Neuroengineering is an interdisciplinary field that applies engineering principles to measure, model, interface with and manipulate the nervous system and associated neurologic diseases. Advances have led to groundbreaking applications such as using focused ultrasound to improve the delivery of therapeutic agents to specific, targeted brain regions for conditions such as Parkinson’s disease and Alzheimer’s; implantable electrode arrays to restore movement in paralyzed individuals; cochlear and retinal implants; and noninvasive neuroimaging techniques that enhance the understanding of brain dynamics and computations.

Importantly, the field has grown to include key directions such as brain-inspired computing and AI that take insights from the brain and translate them into new technologies. In this vein, neuroengineering integrates knowledge from neuroscience, electrical and biomedical engineering, computer science, medicine and mathematics.

Key areas of neuroengineering include brain-computer interfaces (BCIs), neural prosthetics, neurostimulation devices, neuromechanics, biomaterials, neuromorphic engineering and computational modeling of neural systems. Beyond clinical applications, neuroengineering also plays a crucial role in advancing neuroscience research and human-computer interaction. The field intersects artificial intelligence, where biologically inspired models inform machine learning architectures, and neuromorphic computing seeks to replicate neural processing in hardware.

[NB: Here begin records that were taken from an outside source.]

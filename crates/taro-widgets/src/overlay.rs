//! Floating-panel placement and rendering.
//!
//! The combobox asks for a panel with `{ active, use_portal }` and a desired
//! size; this module decides where it goes. With `use_portal` the panel may
//! use the whole frame, otherwise it is confined to the area the host gave
//! the component.

use ratatui::layout::Rect;
use ratatui::widgets::{Block, Clear};
use ratatui::Frame;

/// Placement request for a floating panel anchored to a trigger.
#[derive(Debug, Clone, Copy, PartialEq, Eq, Default)]
pub struct Overlay {
    pub active: bool,
    pub use_portal: bool,
}

impl Overlay {
    pub fn new(active: bool, use_portal: bool) -> Self {
        Self { active, use_portal }
    }

    /// Compute the panel rectangle.
    ///
    /// The panel starts at the anchor's top-left corner and is at least as
    /// wide as the anchor. When it would overflow the bottom of the bounds
    /// it is flipped to end at the anchor's bottom edge instead. Returns
    /// `None` when inactive or when there is no room at all.
    pub fn place(&self, anchor: Rect, width: u16, height: u16, local: Rect, frame: Rect) -> Option<Rect> {
        if !self.active {
            return None;
        }
        let bounds = if self.use_portal { frame } else { local };
        let anchor = anchor.intersection(bounds);
        if anchor.is_empty() || bounds.is_empty() {
            return None;
        }

        let width = width.max(anchor.width).min(bounds.right() - anchor.x);
        let below = bounds.bottom() - anchor.y;
        let above = anchor.bottom() - bounds.y;

        let (y, height) = if height <= below || below >= above {
            (anchor.y, height.min(below))
        } else {
            let height = height.min(above);
            (anchor.bottom() - height, height)
        };

        if width == 0 || height == 0 {
            return None;
        }
        Some(Rect::new(anchor.x, y, width, height))
    }
}

/// Clear the overlay area and optionally render a block border.
///
/// Returns the inner area (after block padding, if any).
pub fn render_overlay(frame: &mut Frame, area: Rect, block: Option<&Block>) -> Rect {
    frame.render_widget(Clear, area);
    if let Some(block) = block {
        let inner = block.inner(area);
        frame.render_widget(block.clone(), area);
        inner
    } else {
        area
    }
}

#[cfg(test)]
mod tests {
    use super::*;

    const FRAME: Rect = Rect::new(0, 0, 80, 24);

    #[test]
    fn inactive_places_nothing() {
        let overlay = Overlay::new(false, false);
        assert_eq!(overlay.place(Rect::new(0, 0, 10, 1), 10, 5, FRAME, FRAME), None);
    }

    #[test]
    fn covers_anchor_and_grows_down() {
        let overlay = Overlay::new(true, false);
        let anchor = Rect::new(4, 2, 20, 1);
        let placed = overlay.place(anchor, 10, 6, FRAME, FRAME).unwrap();
        assert_eq!(placed, Rect::new(4, 2, 20, 6));
    }

    #[test]
    fn widens_past_anchor_within_bounds() {
        let overlay = Overlay::new(true, false);
        let anchor = Rect::new(70, 0, 5, 1);
        let placed = overlay.place(anchor, 30, 3, FRAME, FRAME).unwrap();
        assert_eq!(placed.width, 10);
    }

    #[test]
    fn flips_up_when_no_room_below() {
        let overlay = Overlay::new(true, false);
        let anchor = Rect::new(0, 20, 10, 1);
        let placed = overlay.place(anchor, 10, 8, FRAME, FRAME).unwrap();
        assert_eq!(placed, Rect::new(0, 13, 10, 8));
    }

    #[test]
    fn local_bounds_clip_without_portal() {
        let local = Rect::new(0, 0, 20, 3);
        let anchor = Rect::new(0, 0, 20, 1);

        let clipped = Overlay::new(true, false).place(anchor, 20, 8, local, FRAME).unwrap();
        assert_eq!(clipped.height, 3);

        let portal = Overlay::new(true, true).place(anchor, 20, 8, local, FRAME).unwrap();
        assert_eq!(portal.height, 8);
    }
}
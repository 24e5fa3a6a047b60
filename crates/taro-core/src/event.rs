use crossterm::event::{KeyEvent, KeyEventKind, MouseEvent};

/// Terminal events produced by the runtime's event loop and offered to
/// [`Model::event`](crate::Model::event).
///
/// Each variant wraps the corresponding [`crossterm::event::Event`] payload,
/// so key codes, modifiers and mouse buttons are matched with the full
/// crossterm API.
#[derive(Debug, Clone, PartialEq, Eq)]
pub enum TerminalEvent {
    /// A keyboard event.
    Key(KeyEvent),
    /// A mouse event.
    Mouse(MouseEvent),
    /// Terminal resized to (columns, rows).
    Resize(u16, u16),
    /// Terminal window gained focus.
    FocusGained,
    /// Terminal window lost focus.
    FocusLost,
    /// Bracketed paste content.
    Paste(String),
}

impl TerminalEvent {
    /// Whether this is a key release, which most handlers ignore.
    pub fn is_key_release(&self) -> bool {
        matches!(self, TerminalEvent::Key(k) if k.kind == KeyEventKind::Release)
    }
}

impl From<crossterm::event::Event> for TerminalEvent {
    fn from(event: crossterm::event::Event) -> Self {
        match event {
            crossterm::event::Event::Key(k) => TerminalEvent::Key(k),
            crossterm::event::Event::Mouse(m) => TerminalEvent::Mouse(m),
            crossterm::event::Event::Resize(w, h) => TerminalEvent::Resize(w, h),
            crossterm::event::Event::FocusGained => TerminalEvent::FocusGained,
            crossterm::event::Event::FocusLost => TerminalEvent::FocusLost,
            crossterm::event::Event::Paste(s) => TerminalEvent::Paste(s),
        }
    }
}
//! Filter & group engine.
//!
//! A pure projection from (options, search text, item functions) to the
//! ordered groups the panel displays. Nothing here is cached: callers
//! recompute whenever any input changes.

use crate::item::{Group, Item, ItemFns, Label, Value};
use std::collections::HashMap;

/// Filter `items` by `search_text` (when `searchable`) and partition the
/// survivors into groups in first-seen order.
///
/// Items keep their original relative order inside each group; groups are
/// never sorted. With `searchable == false` the search text is ignored and
/// every item passes.
pub fn compute<V: Value, L: Label>(
    items: &[Item<V, L>],
    search_text: &str,
    searchable: bool,
    fns: &ItemFns<V, L>,
) -> Vec<Group> {
    let predicate = searchable.then(|| fns.predicate(search_text));
    let mut groups: Vec<Group> = Vec::new();
    let mut positions: HashMap<String, usize> = HashMap::new();

    for (index, item) in items.iter().enumerate() {
        if let Some(pred) = &predicate {
            if !pred(item) {
                continue;
            }
        }
        let key = fns.group_key(item);
        match positions.get(&key) {
            Some(&g) => groups[g].items.push(index),
            None => {
                positions.insert(key.clone(), groups.len());
                groups.push(Group {
                    key,
                    items: vec![index],
                });
            }
        }
    }
    groups
}

/// Concatenate every group's items in display order. Headers are not part
/// of the flattened list; its indices are what highlighting refers to.
pub fn flatten(groups: &[Group]) -> Vec<usize> {
    groups.iter().flat_map(|g| g.items.iter().copied()).collect()
}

“Neuroengineering requires a deep skill set in the fundamentals of the brain and nervous system and an integrated knowledge base that spans a variety of disciplines relevant to quantitative analysis, modeling and technology development,” Raman said. “This knowledge and skill foundation, along with the ability to formulate and answer challenging questions related to interfacing with the nervous system, represent distinguishing characteristics of a neuroengineer.”

As one of few programs of its kind in the nation, the WashU neuroengineering program is expected to attract top students from various disciplines, supporting research at the school and accelerating the growth of St. Louis as a neurotechnology hub. Applications for the program are being accepted through Dec. 15, 2026, for Fall 2027.